The elevation of athletes to role models is not new, said psychotherapist James P. Krehbiel.
"I think part of it is we are fascinated with heroes because they become an extension of who we are," Krehbiel said. "We live through them vicariously, and we develop an identity based on who they are."
Krehbiel said a distinction should be made between a role model, who should be emulated, and a hero, who is to be admired.
"Tiger Woods would fit in with the definition of being a hero," Krehbiel said.
"There's a sense of worship and adulation connected to a figure like that. Then, of course, when they fall from grace and they have their problems, somehow we try to pick up the pieces -- and in many cases now forgiveness is granted quickly and they are back up on their pedestal."
John Tauer, an associate professor of psychology and assistant men's basketball coach at the University of St. Thomas in St. Paul, Minnesota, says Woods' intensely private personal life has played a role in the saga.
"I think that part of the reason this firestorm has hit is that he has been so private, and often times [with] athletes who maintain their privacy, we assume don't have flaws," said Tauer, who has written about athletes as role models for Psychology Today. "A guy like Tiger Woods was elevated to the status of never making any mistakes and that's not true of any humans. I hate to say this, but we like to see people who are viewed as perfect get knocked down a little bit."
Tauer said Woods' carefully cultivated image is now working against him.

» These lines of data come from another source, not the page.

fn stress_and_fatigue(ctx: &RuleContext, cfg: &RuleConfig) -> bool {
    ctx.check_in
        .as_ref()
        .is_some_and(|c| c.stress >= cfg.high_stress_min && c.energy <= cfg.low_energy_max)
}

fn high_soreness(ctx: &RuleContext, cfg: &RuleConfig) -> bool {
    ctx.check_in
        .as_ref()
        .is_some_and(|c| c.soreness >= cfg.high_soreness_min)
}

fn sleep_debt(ctx: &RuleContext, cfg: &RuleConfig) -> bool {
    ctx.poor_sleep_nights(cfg.sleep_debt_window, cfg.poor_sleep_max) >= cfg.sleep_debt_nights
}

fn hrv_drop(ctx: &RuleContext, _cfg: &RuleConfig) -> bool {
    ctx.hrv
        .as_ref()
        .is_some_and(|hrv| hrv.significant_drop && hrv.drop_pct > Decimal::ZERO)
}

fn deload(ctx: &RuleContext, cfg: &RuleConfig) -> bool {
    ctx.sessions_in_last_days(7) >= cfg.deload_sessions_per_week
}

fn gi_streak(ctx: &RuleContext, cfg: &RuleConfig) -> bool {
    ctx.class_streak(ClassType::Gi) >= cfg.class_streak
}

fn nogi_streak(ctx: &RuleContext, cfg: &RuleConfig) -> bool {
    ctx.class_streak(ClassType::NoGi) >= cfg.class_streak
}

/// Needs history older than the stale window, something inside it, and no
/// technique session inside it
fn stale_technique(ctx: &RuleContext, cfg: &RuleConfig) -> bool {
    let window = cfg.stale_technique_days as i64;
    let age = |s: &SessionSummary| (ctx.today - s.date).num_days();

    let has_older_history = ctx.window_sessions.iter().any(|s| age(s) >= window);
    let inside: Vec<&SessionSummary> = ctx
        .window_sessions
        .iter()
        .filter(|s| (0..window).contains(&age(s)))
        .collect();

    has_older_history
        && !inside.is_empty()
        && !inside.iter().any(|s| s.class_type.is_technique_focused())
}

fn green_light(ctx: &RuleContext, cfg: &RuleConfig) -> bool {
    ctx.tier == Some(Tier::TrainHard)
        && !hotspot(ctx, cfg)
        && !ctx.injuries.recovery_mode
}

/// The built-in catalog, in tie-break order
pub fn default_catalog() -> Vec<Rule> {
    vec![
        Rule {
            name: "comp_fight_week",
            priority: 1,
            predicate: fight_week,
            recommendation: "Fight week for {event}: {days_to_comp} days out. Sharpen timing, skip hard rounds, and dial in your weight.",
            explanation: "Competition within {fight_week_days} days.",
        },
        Rule {
            name: "recovery_mode_active",
            priority: 2,
            predicate: recovery_mode,
            recommendation: "Recovery mode is on. Stick to mobility, light drilling, or a full rest day.",
            explanation: "You switched recovery mode on.",
        },
        Rule {
            name: "hotspot_active",
            priority: 3,
            predicate: hotspot,
            recommendation: "Protect your {hotspot}: tell your partners and skip positions that load it.",
            explanation: "Today's check-in flagged a hotspot: {hotspot}.",
        },
        Rule {
            name: "persistent_injuries",
            priority: 4,
            predicate: persistent_injuries,
            recommendation: "Your {injury_area} has come up {injury_reports} times recently. Consider getting it looked at before it gets worse.",
            explanation: "Same area reported repeatedly within {injury_window_days} days.",
        },
        Rule {
            name: "whoop_low_recovery",
            priority: 5,
            predicate: low_recovery,
            recommendation: "Recovery is only {recovery}%. Keep today to drilling or take the day off.",
            explanation: "Wearable recovery is in the red.",
        },
        Rule {
            name: "high_stress_low_energy",
            priority: 6,
            predicate: stress_and_fatigue,
            recommendation: "High stress and low energy: choose a technique class over hard sparring.",
            explanation: "Stress {stress}/5 with energy {energy}/5.",
        },
        Rule {
            name: "high_soreness",
            priority: 7,
            predicate: high_soreness,
            recommendation: "Soreness is high ({soreness}/5). Flow roll or focus on drilling today.",
            explanation: "Reported soreness is {soreness}/5.",
        },
        Rule {
            name: "sleep_debt_high",
            priority: 8,
            predicate: sleep_debt,
            recommendation: "You've slept poorly {poor_sleep_nights} of the last {sleep_window} nights. Prioritize sleep before intensity.",
            explanation: "Repeated low sleep scores.",
        },
        Rule {
            name: "whoop_hrv_drop",
            priority: 9,
            predicate: hrv_drop,
            recommendation: "HRV is {hrv_drop_pct}% below your baseline. Lower the intensity today.",
            explanation: "HRV dropped well below your recent average.",
        },
        Rule {
            name: "comp_taper_warning",
            priority: 10,
            predicate: taper_warning,
            recommendation: "{event} is {days_to_comp} days away. Start tapering volume while keeping some intensity.",
            explanation: "Competition approaching; taper window has opened.",
        },
        Rule {
            name: "deload_week",
            priority: 11,
            predicate: deload,
            recommendation: "{sessions_this_week} sessions in 7 days. Plan a deload so your body can absorb the work.",
            explanation: "High weekly session count.",
        },
        Rule {
            name: "consecutive_gi",
            priority: 20,
            predicate: gi_streak,
            recommendation: "Your last {class_streak} sessions were all Gi. Mix in a No-Gi class to round out your game.",
            explanation: "Gi-only streak.",
        },
        Rule {
            name: "consecutive_nogi",
            priority: 21,
            predicate: nogi_streak,
            recommendation: "Your last {class_streak} sessions were all No-Gi. Put the gi back on for grip work.",
            explanation: "No-Gi-only streak.",
        },
        Rule {
            name: "stale_technique",
            priority: 22,
            predicate: stale_technique,
            recommendation: "No drilling or private lesson in over {stale_technique_days} days. Book some dedicated technique time.",
            explanation: "Only live training logged recently.",
        },
        Rule {
            name: "green_light",
            priority: 30,
            predicate: green_light,
            recommendation: "Green light: you're recovered and ready. Push hard rounds today.",
            explanation: "High readiness with no active hotspot.",
        },
    ]
}

/// Fill `{token}` placeholders that have values; leave the rest for the sanitizer
fn render(template: &str, vars: &HashMap<&'static str, String>) -> String {
    let mut rendered = template.to_string();
    for (key, value) in vars {
        rendered = rendered.replace(&format!("{{{}}}", key), value);
    }
    sanitize_suggestion(&rendered)
}

/// Evaluates a catalog against a context
pub struct RuleEngine {
    rules: Vec<Rule>,
    config: RuleConfig,
}

impl RuleEngine {
    /// Rule engine over the built-in catalog
    pub fn new(config: RuleConfig) -> Self {
        RuleEngine {
            rules: default_catalog(),
            config,
        }
    }

    /// Rule engine over a custom catalog
    pub fn with_rules(rules: Vec<Rule>, config: RuleConfig) -> Self {
        RuleEngine { rules, config }
    }

    pub fn rules(&self) -> &[Rule] {
        &self.rules
    }

    /// Run every predicate once and rank what fired
    pub fn evaluate(&self, ctx: &RuleContext) -> SuggestionOutcome {
        let vars = ctx.template_vars(&self.config);

        let mut triggered: Vec<TriggeredRule> = self
            .rules
            .iter()
            .filter(|rule| (rule.predicate)(ctx, &self.config))
            .map(|rule| TriggeredRule {
                name: rule.name.to_string(),
                recommendation: render(rule.recommendation, &vars),
                explanation: render(rule.explanation, &vars),
                priority: rule.priority,
            })
            .collect();

        // Stable sort keeps catalog order for equal priorities
        triggered.sort_by_key(|rule| rule.priority);

        let suggestion_text = match triggered.first() {
            Some(top) => top.recommendation.clone(),
            None => sanitize_suggestion(ctx.fallback_tier().fallback_suggestion()),
        };

        debug!(
            date = %ctx.today,
            fired = triggered.len(),
            top = triggered.first().map(|r| r.name.as_str()).unwrap_or("fallback"),
            "Rules evaluated"
        );

        SuggestionOutcome {
            suggestion_text,
            triggered_rules: triggered,
        }
    }
}
//! Fight dynamics trend analysis
//!
//! The heatmap grid is split into a "recent" window (the last four periods)
//! and a "previous" window (the four before it). Volume is compared as a
//! percentage change; success rate as a percentage-point change.
//!
//! A trend is only reported when there is enough history behind it. Thin
//! data yields [`TrendVerdict::InsufficientData`], a normal result rather
//! than an error.

use rust_decimal::Decimal;
use rust_decimal_macros::dec;
use serde::{Deserialize, Serialize};

use crate::heatmap::{success_rate, HeatmapPeriod};
use crate::models::{round_half_up, SessionAttackDefenceTally};

/// Trend analysis settings
#[derive(Debug, Clone, PartialEq, Serialize, Deserialize)]
#[serde(default)]
pub struct TrendConfig {
    /// Periods per comparison window
    pub window_periods: usize,

    /// Changes within ±epsilon (percent / percentage points) are stable
    pub stable_epsilon: Decimal,

    /// Sessions with non-zero tallies needed across both windows
    pub min_sessions: usize,
}

impl Default for TrendConfig {
    fn default() -> Self {
        TrendConfig {
            window_periods: 4,
            stable_epsilon: dec!(5),
            min_sessions: 3,
        }
    }
}

#[derive(Debug, Clone, Copy, PartialEq, Eq, Serialize, Deserialize)]
#[serde(rename_all = "lowercase")]
pub enum VolumeChange {
    Increasing,
    Decreasing,
    Stable,
}

#[derive(Debug, Clone, Copy, PartialEq, Eq, Serialize, Deserialize)]
#[serde(rename_all = "lowercase")]
pub enum RateDirection {
    Improving,
    Declining,
    Stable,
}

/// Volume and success-rate movement for one side (offense or defense)
#[derive(Debug, Clone, PartialEq, Serialize, Deserialize)]
pub struct TrendRecord {
    pub volume_change: VolumeChange,
    pub volume_change_pct: Decimal,
    pub rate_direction: RateDirection,

    /// Percentage-point change of the success rate
    pub rate_change_pct: Decimal,

    pub recent_rate: Option<u8>,
    pub previous_rate: Option<u8>,
}

/// Summed tallies over a comparison window
#[derive(Debug, Clone, Default, PartialEq, Eq, Serialize, Deserialize)]
pub struct WindowTotals {
    pub attacks_attempted: u64,
    pub attacks_successful: u64,
    pub defenses_attempted: u64,
    pub defenses_successful: u64,
    pub session_count: u64,

    /// Periods in the window that had at least one session
    pub active_periods: u32,
}

impl WindowTotals {
    pub fn from_periods(periods: &[HeatmapPeriod]) -> Self {
        // Periods are u32-bounded, so these u64 sums saturate only in theory
        let add = |sum: u64, value: u32| sum.saturating_add(value.into());
        periods.iter().fold(WindowTotals::default(), |mut acc, p| {
            acc.attacks_attempted = add(acc.attacks_attempted, p.attacks_attempted);
            acc.attacks_successful = add(acc.attacks_successful, p.attacks_successful);
            acc.defenses_attempted = add(acc.defenses_attempted, p.defenses_attempted);
            acc.defenses_successful = add(acc.defenses_successful, p.defenses_successful);
            acc.session_count = add(acc.session_count, p.session_count);
            if !p.is_empty() {
                acc.active_periods = acc.active_periods.saturating_add(1);
            }
            acc
        })
    }

    pub fn attack_success_rate(&self) -> Option<u8> {
        success_rate(self.attacks_successful, self.attacks_attempted)
    }

    pub fn defense_success_rate(&self) -> Option<u8> {
        success_rate(self.defenses_successful, self.defenses_attempted)
    }
}

/// Outcome of a window comparison
#[derive(Debug, Clone, PartialEq, Serialize, Deserialize)]
pub enum TrendVerdict {
    InsufficientData {
        sessions_with_data: usize,
        sessions_needed: usize,
    },
    Trends {
        recent: WindowTotals,
        previous: WindowTotals,
        offense: TrendRecord,
        defense: TrendRecord,
    },
}

/// Split the grid into (previous, recent) windows of `window` periods each
pub fn split_windows(periods: &[HeatmapPeriod], window: usize) -> (&[HeatmapPeriod], &[HeatmapPeriod]) {
    let recent_start = periods.len().saturating_sub(window);
    let previous_start = recent_start.saturating_sub(window);
    (&periods[previous_start..recent_start], &periods[recent_start..])
}

/// Percent change of volume, guarded against an empty baseline
pub fn classify_volume(recent: u64, previous: u64, epsilon: Decimal) -> (VolumeChange, Decimal) {
    if previous == 0 {
        return (VolumeChange::Stable, Decimal::ZERO);
    }
    let pct = round_half_up(
        (Decimal::from(recent) - Decimal::from(previous)) / Decimal::from(previous) * dec!(100),
        1,
    );

    let change = if pct > epsilon {
        VolumeChange::Increasing
    } else if pct < -epsilon {
        VolumeChange::Decreasing
    } else {
        VolumeChange::Stable
    };
    (change, pct)
}

/// Percentage-point change of success rate; undefined rates are stable
pub fn classify_rate(
    recent: Option<u8>,
    previous: Option<u8>,
    epsilon: Decimal,
) -> (RateDirection, Decimal) {
    let (Some(recent), Some(previous)) = (recent, previous) else {
        return (RateDirection::Stable, Decimal::ZERO);
    };
    let delta = Decimal::from(recent) - Decimal::from(previous);

    let direction = if delta > epsilon {
        RateDirection::Improving
    } else if delta < -epsilon {
        RateDirection::Declining
    } else {
        RateDirection::Stable
    };
    (direction, delta)
}

fn trend_record(
    recent_volume: u64,
    previous_volume: u64,
    recent_rate: Option<u8>,
    previous_rate: Option<u8>,
    epsilon: Decimal,
) -> TrendRecord {
    let (volume_change, volume_change_pct) =
        classify_volume(recent_volume, previous_volume, epsilon);
    let (rate_direction, rate_change_pct) = classify_rate(recent_rate, previous_rate, epsilon);
    TrendRecord {
        volume_change,
        volume_change_pct,
        rate_direction,
        rate_change_pct,
        recent_rate,
        previous_rate,
    }
}

/// Distinct sessions whose tallies fall inside the grid and are non-zero
pub fn sessions_with_data(periods: &[HeatmapPeriod], tallies: &[SessionAttackDefenceTally]) -> usize {
    let (Some(first), Some(last)) = (periods.first(), periods.last()) else {
        return 0;
    };
    let mut ids: Vec<&str> = tallies
        .iter()
        .filter(|t| t.has_activity())
        .filter(|t| t.date >= first.period_start && t.date < last.period_end)
        .map(|t| t.session_id.as_str())
        .collect();
    ids.sort_unstable();
    ids.dedup();
    ids.len()
}

/// Compare the recent window to the previous one
///
/// `sessions_with_data` is the count of distinct sessions with non-zero
/// tallies across both windows (see [`sessions_with_data`]).
pub fn analyze_trends(
    periods: &[HeatmapPeriod],
    sessions_with_data: usize,
    config: &TrendConfig,
) -> TrendVerdict {
    let (previous_periods, recent_periods) = split_windows(periods, config.window_periods);
    let recent = WindowTotals::from_periods(recent_periods);
    let previous = WindowTotals::from_periods(previous_periods);

    if sessions_with_data < config.min_sessions
        || recent.active_periods == 0
        || previous.active_periods == 0
    {
        return TrendVerdict::InsufficientData {
            sessions_with_data,
            sessions_needed: config.min_sessions,
        };
    }

    let offense = trend_record(
        recent.attacks_attempted,
        previous.attacks_attempted,
        recent.attack_success_rate(),
        previous.attack_success_rate(),
        config.stable_epsilon,
    );
    let defense = trend_record(
        recent.defenses_attempted,
        previous.defenses_attempted,
        recent.defense_success_rate(),
        previous.defense_success_rate(),
        config.stable_epsilon,
    );

    TrendVerdict::Trends {
        recent,
        previous,
        offense,
        defense,
    }
}

#[cfg(test)]
mod tests {
    use super::*;
    use chrono::NaiveDate;

    fn period(index: u32, attacks: (u32, u32), defenses: (u32, u32), sessions: u32) -> HeatmapPeriod {
        let start = NaiveDate::from_ymd_opt(2024, 1, 1).unwrap() + chrono::Duration::weeks(index as i64);
        HeatmapPeriod {
            period_start: start,
            period_end: start + chrono::Duration::weeks(1),
            label: format!("W{}", index),
            attacks_attempted: attacks.0,
            attacks_successful: attacks.1,
            defenses_attempted: defenses.0,
            defenses_successful: defenses.1,
            session_count: sessions,
        }
    }

    #[test]
    fn test_volume_doubling_is_increasing() {
        let (change, pct) = classify_volume(20, 10, dec!(5));
        assert_eq!(change, VolumeChange::Increasing);
        assert_eq!(pct, dec!(100));
    }

    #[test]
    fn test_zero_baseline_is_stable() {
        let (change, pct) = classify_volume(5, 0, dec!(5));
        assert_eq!(change, VolumeChange::Stable);
        assert_eq!(pct, Decimal::ZERO);
    }

    #[test]
    fn test_small_changes_are_stable() {
        assert_eq!(classify_volume(104, 100, dec!(5)).0, VolumeChange::Stable);
        assert_eq!(classify_volume(90, 100, dec!(5)).0, VolumeChange::Decreasing);
        assert_eq!(
            classify_rate(Some(52), Some(50), dec!(5)).0,
            RateDirection::Stable
        );
        assert_eq!(
            classify_rate(Some(40), Some(55), dec!(5)),
            (RateDirection::Declining, dec!(-15))
        );
        assert_eq!(
            classify_rate(None, Some(55), dec!(5)),
            (RateDirection::Stable, Decimal::ZERO)
        );
    }

    #[test]
    fn test_volume_change_rounds_half_up() {
        // 1/8 = 12.5%, 1/16 = 6.25%
        assert_eq!(classify_volume(9, 8, dec!(5)).1, dec!(12.5));
        assert_eq!(classify_volume(17, 16, dec!(5)).1, dec!(6.3));
        assert_eq!(classify_volume(15, 16, dec!(5)).1, dec!(-6.3));
    }

    #[test]
    fn test_window_totals_hold_saturated_periods() {
        let max = u32::MAX;
        let periods: Vec<HeatmapPeriod> = (0..4).map(|i| period(i, (max, max), (max, 0), max)).collect();
        let totals = WindowTotals::from_periods(&periods);
        assert_eq!(totals.attacks_attempted, 4 * u64::from(max));
        assert_eq!(totals.defenses_successful, 0);
        assert_eq!(totals.session_count, 4 * u64::from(max));
        assert_eq!(totals.active_periods, 4);
        assert_eq!(totals.attack_success_rate(), Some(100));
        assert_eq!(totals.defense_success_rate(), Some(0));
    }

    #[test]
    fn test_windows_split() {
        let periods: Vec<HeatmapPeriod> = (0..8).map(|i| period(i, (0, 0), (0, 0), 0)).collect();
        let (previous, recent) = split_windows(&periods, 4);
        assert_eq!(previous.len(), 4);
        assert_eq!(recent.len(), 4);
        assert_eq!(previous[0].label, "W0");
        assert_eq!(recent[0].label, "W4");
    }

    #[test]
    fn test_full_analysis() {
        let mut periods: Vec<HeatmapPeriod> = Vec::new();
        // Previous window: 10 attacks, 5 landed; 8 defenses, 4 held
        periods.push(period(0, (4, 2), (4, 2), 1));
        periods.push(period(1, (6, 3), (4, 2), 1));
        periods.push(period(2, (0, 0), (0, 0), 0));
        periods.push(period(3, (0, 0), (0, 0), 0));
        // Recent window: 20 attacks, 14 landed; 8 defenses, 2 held
        periods.push(period(4, (10, 7), (4, 1), 1));
        periods.push(period(5, (10, 7), (4, 1), 1));
        periods.push(period(6, (0, 0), (0, 0), 0));
        periods.push(period(7, (0, 0), (0, 0), 0));

        match analyze_trends(&periods, 4, &TrendConfig::default()) {
            TrendVerdict::Trends {
                recent,
                previous,
                offense,
                defense,
            } => {
                assert_eq!(recent.attacks_attempted, 20);
                assert_eq!(previous.attacks_attempted, 10);
                assert_eq!(offense.volume_change, VolumeChange::Increasing);
                assert_eq!(offense.volume_change_pct, dec!(100));
                assert_eq!(offense.rate_direction, RateDirection::Improving);
                assert_eq!(offense.rate_change_pct, dec!(20));
                assert_eq!(defense.volume_change, VolumeChange::Stable);
                assert_eq!(defense.rate_direction, RateDirection::Declining);
                assert_eq!(defense.recent_rate, Some(25));
            }
            other => panic!("expected trends, got {:?}", other),
        }
    }

    #[test]
    fn test_insufficient_sessions() {
        let periods: Vec<HeatmapPeriod> = (0..8).map(|i| period(i, (3, 1), (3, 1), 1)).collect();
        assert_eq!(
            analyze_trends(&periods, 2, &TrendConfig::default()),
            TrendVerdict::InsufficientData {
                sessions_with_data: 2,
                sessions_needed: 3,
            }
        );
    }

    #[test]
    fn test_empty_previous_window_is_insufficient() {
        let mut periods: Vec<HeatmapPeriod> = (0..4).map(|i| period(i, (0, 0), (0, 0), 0)).collect();
        periods.extend((4..8).map(|i| period(i, (5, 2), (5, 2), 2)));
        assert!(matches!(
            analyze_trends(&periods, 8, &TrendConfig::default()),
            TrendVerdict::InsufficientData { .. }
        ));
    }

    #[test]
    fn test_sessions_with_data_counts_distinct_nonzero() {
        let periods: Vec<HeatmapPeriod> = (0..8).map(|i| period(i, (0, 0), (0, 0), 0)).collect();
        let tally = |id: &str, day: u32, attempts: u32| SessionAttackDefenceTally {
            session_id: id.to_string(),
            date: NaiveDate::from_ymd_opt(2024, 1, day).unwrap(),
            attacks_attempted: attempts,
            attacks_successful: 0,
            defenses_attempted: 0,
            defenses_successful: 0,
        };
        let tallies = vec![tally("a", 2, 3), tally("a", 3, 1), tally("b", 4, 0), tally("c", 9, 2)];
        assert_eq!(sessions_with_data(&periods, &tallies), 2);
    }
}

"He's made his bed, and no pun intended, he now has to sleep in it," Tauer said. "We reap what we sow; he's certainly helped to create this image and while I think he has every right to ask for privacy, everyone else has a right to be intrigued with the fact that maybe this guy isn't as perfect as we thought."
Brantley, who in addition to running Role Models on the Web is an ordained minister, said countless people have come to his site over the years looking for information about Tiger Woods as a role model.
Children from across the country use the site to nominate their personal role models and share their feelings about what a role model means to them, Brantley said.
Brantley said he believes Woods will now be more admired as an incredible golfer than as a personal hero.
But Brantley said he will continue to take the stance that Woods, whom he has never met, shouldn't be disqualified from admiration simply because of his errors.
"I hope [Woods] appreciates me taking the brunt for him here," Brantley said laughing.